### Exercise data
//! Reference text document model.
//!
//! [`TextDocument`] is a deliberately small model: metadata, a flat list of
//! paragraphs, headings and image anchors, and the images themselves. It is
//! what the bundled part generators understand; custom models plug their
//! own generators into a [`PartRegistry`](super::PartRegistry) instead.

use super::media::{MediaCollector, MediaEntry, MediaScope};
use crate::common::{Error, Metadata, Result};
use crate::odf::core::validate_entry_path;
use bytes::Bytes;

/// One block of body content, in document order.
#[derive(Debug, Clone, PartialEq, Eq)]
pub enum Block {
    /// Plain paragraph
    Paragraph(String),
    /// Heading with outline level 1-6
    Heading { level: u8, text: String },
    /// Paragraph anchoring a body image by file name
    Image { name: String },
}

/// An image attached to one scope of the document.
#[derive(Debug, Clone, PartialEq, Eq)]
pub struct Image {
    name: String,
    data: Bytes,
    scope: MediaScope,
}

impl Image {
    /// File name under `Pictures/`
    pub fn name(&self) -> &str {
        &self.name
    }

    /// Raw image bytes
    pub fn data(&self) -> &Bytes {
        &self.data
    }

    /// Scope the image belongs to
    pub fn scope(&self) -> MediaScope {
        self.scope
    }

    /// Path of the image inside the package
    pub fn archive_path(&self) -> String {
        format!("Pictures/{}", self.name)
    }
}

/// A text document ready for export.
///
/// # Examples
///
/// ```
/// use longan::odf::odt::{Block, TextDocument};
///
/// # fn main() -> longan::Result<()> {
/// let mut document = TextDocument::new();
/// document.add_heading("Chapter 1", 1)?;
/// document.add_paragraph("Hello, World!");
/// document.add_image("logo.png", vec![0x89, b'P', b'N', b'G'])?;
///
/// assert_eq!(document.blocks().len(), 3);
/// assert!(matches!(&document.blocks()[2], Block::Image { name } if name == "logo.png"));
/// # Ok(())
/// # }
/// ```
#[derive(Debug, Clone, Default, PartialEq)]
pub struct TextDocument {
    metadata: Metadata,
    blocks: Vec<Block>,
    images: Vec<Image>,
}

impl TextDocument {
    /// Create an empty document
    pub fn new() -> Self {
        Self::default()
    }

    /// Document metadata
    pub fn metadata(&self) -> &Metadata {
        &self.metadata
    }

    /// Set document metadata
    pub fn set_metadata(&mut self, metadata: Metadata) {
        self.metadata = metadata;
    }

    /// Body blocks in document order
    pub fn blocks(&self) -> &[Block] {
        &self.blocks
    }

    /// Images attached to `scope`, in insertion order.
    pub fn images(&self, scope: MediaScope) -> impl Iterator<Item = &Image> {
        self.images.iter().filter(move |image| image.scope == scope)
    }

    /// Add a paragraph with text
    pub fn add_paragraph(&mut self, text: &str) -> &mut Self {
        self.blocks.push(Block::Paragraph(text.to_string()));
        self
    }

    /// Add a heading
    ///
    /// # Errors
    ///
    /// Returns [`Error::InvalidFormat`] if `level` is outside 1-6.
    pub fn add_heading(&mut self, text: &str, level: u8) -> Result<&mut Self> {
        if !(1..=6).contains(&level) {
            return Err(Error::InvalidFormat(format!(
                "Heading level must be between 1 and 6, got {level}"
            )));
        }
        self.blocks.push(Block::Heading {
            level,
            text: text.to_string(),
        });
        Ok(self)
    }

    /// Add an image to the body and anchor it at the current position.
    pub fn add_image(&mut self, name: &str, data: impl Into<Bytes>) -> Result<&mut Self> {
        self.attach_image(MediaScope::Section, name, data)?;
        self.blocks.push(Block::Image {
            name: name.to_string(),
        });
        Ok(self)
    }

    /// Attach an image to a scope without anchoring it in the body.
    ///
    /// # Errors
    ///
    /// Returns [`Error::InvalidEntryPath`] if `name` does not make a valid
    /// entry path, or [`Error::DuplicateEntry`] if the name is already taken
    /// by another image of any scope.
    pub fn attach_image(
        &mut self,
        scope: MediaScope,
        name: &str,
        data: impl Into<Bytes>,
    ) -> Result<&mut Self> {
        let image = Image {
            name: name.to_string(),
            data: data.into(),
            scope,
        };
        validate_entry_path(&image.archive_path())?;
        if self.images.iter().any(|existing| existing.name == image.name) {
            return Err(Error::DuplicateEntry(image.archive_path()));
        }
        self.images.push(image);
        Ok(self)
    }
}

/// Media collector over the images of a [`TextDocument`].
#[derive(Debug, Clone, Copy, Default)]
pub struct TextDocumentMedia;

impl MediaCollector<TextDocument> for TextDocumentMedia {
    fn collect_media<'a>(
        &'a self,
        document: &'a TextDocument,
        scope: MediaScope,
    ) -> Box<dyn Iterator<Item = MediaEntry> + 'a> {
        Box::new(
            document
                .images(scope)
                .map(|image| MediaEntry::image(&image.name, image.data.clone())),
        )
    }
}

### Task description
Exact reproduction of the whole material is the required answer.

### Answer box
//! Reference text document model.
//!
//! [`TextDocument`] is a deliberately small model: metadata, a flat list of
//! paragraphs, headings and image anchors, and the images themselves. It is
//! what the bundled part generators understand; custom models plug their
//! own generators into a [`PartRegistry`](super::PartRegistry) instead.

use super::media::{MediaCollector, MediaEntry, MediaScope};
use crate::common::{Error, Metadata, Result};
use crate::odf::core::validate_entry_path;
use bytes::Bytes;

/// One block of body content, in document order.
#[derive(Debug, Clone, PartialEq, Eq)]
pub enum Block {
    /// Plain paragraph
    Paragraph(String),
    /// Heading with outline level 1-6
    Heading { level: u8, text: String },
    /// Paragraph anchoring a body image by file name
    Image { name: String },
}

/// An image attached to one scope of the document.
#[derive(Debug, Clone, PartialEq, Eq)]
pub struct Image {
    name: String,
    data: Bytes,
    scope: MediaScope,
}

impl Image {
    /// File name under `Pictures/`
    pub fn name(&self) -> &str {
        &self.name
    }

    /// Raw image bytes
    pub fn data(&self) -> &Bytes {
        &self.data
    }

    /// Scope the image belongs to
    pub fn scope(&self) -> MediaScope {
        self.scope
    }

    /// Path of the image inside the package
    pub fn archive_path(&self) -> String {
        format!("Pictures/{}", self.name)
    }
}

/// A text document ready for export.
///
/// # Examples
///
/// ```
/// use longan::odf::odt::{Block, TextDocument};
///
/// # fn main() -> longan::Result<()> {
/// let mut document = TextDocument::new();
/// document.add_heading("Chapter 1", 1)?;
/// document.add_paragraph("Hello, World!");
/// document.add_image("logo.png", vec![0x89, b'P', b'N', b'G'])?;
///
/// assert_eq!(document.blocks().len(), 3);
/// assert!(matches!(&document.blocks()[2], Block::Image { name } if name == "logo.png"));
/// # Ok(())
/// # }
/// ```
#[derive(Debug, Clone, Default, PartialEq)]
pub struct TextDocument {
    metadata: Metadata,
    blocks: Vec<Block>,
    images: Vec<Image>,
}

impl TextDocument {
    /// Create an empty document
    pub fn new() -> Self {
        Self::default()
    }

    /// Document metadata
    pub fn metadata(&self) -> &Metadata {
        &self.metadata
    }

    /// Set document metadata
    pub fn set_metadata(&mut self, metadata: Metadata) {
        self.metadata = metadata;
    }

    /// Body blocks in document order
    pub fn blocks(&self) -> &[Block] {
        &self.blocks
    }

    /// Images attached to `scope`, in insertion order.
    pub fn images(&self, scope: MediaScope) -> impl Iterator<Item = &Image> {
        self.images.iter().filter(move |image| image.scope == scope)
    }

    /// Add a paragraph with text
    pub fn add_paragraph(&mut self, text: &str) -> &mut Self {
        self.blocks.push(Block::Paragraph(text.to_string()));
        self
    }

    /// Add a heading
    ///
    /// # Errors
    ///
    /// Returns [`Error::InvalidFormat`] if `level` is outside 1-6.
    pub fn add_heading(&mut self, text: &str, level: u8) -> Result<&mut Self> {
        if !(1..=6).contains(&level) {
            return Err(Error::InvalidFormat(format!(
                "Heading level must be between 1 and 6, got {level}"
            )));
        }
        self.blocks.push(Block::Heading {
            level,
            text: text.to_string(),
        });
        Ok(self)
    }

    /// Add an image to the body and anchor it at the current position.
    pub fn add_image(&mut self, name: &str, data: impl Into<Bytes>) -> Result<&mut Self> {
        self.attach_image(MediaScope::Section, name, data)?;
        self.blocks.push(Block::Image {
            name: name.to_string(),
        });
        Ok(self)
    }

    /// Attach an image to a scope without anchoring it in the body.
    ///
    /// # Errors
    ///
    /// Returns [`Error::InvalidEntryPath`] if `name` does not make a valid
    /// entry path, or [`Error::DuplicateEntry`] if the name is already taken
    /// by another image of any scope.
    pub fn attach_image(
        &mut self,
        scope: MediaScope,
        name: &str,
        data: impl Into<Bytes>,
    ) -> Result<&mut Self> {
        let image = Image {
            name: name.to_string(),
            data: data.into(),
            scope,
        };
        validate_entry_path(&image.archive_path())?;
        if self.images.iter().any(|existing| existing.name == image.name) {
            return Err(Error::DuplicateEntry(image.archive_path()));
        }
        self.images.push(image);
        Ok(self)
    }
}

/// Media collector over the images of a [`TextDocument`].
#[derive(Debug, Clone, Copy, Default)]
pub struct TextDocumentMedia;

impl MediaCollector<TextDocument> for TextDocumentMedia {
    fn collect_media<'a>(
        &'a self,
        document: &'a TextDocument,
        scope: MediaScope,
    ) -> Box<dyn Iterator<Item = MediaEntry> + 'a> {
        Box::new(
            document
                .images(scope)
                .map(|image| MediaEntry::image(&image.name, image.data.clone())),
        )
    }
}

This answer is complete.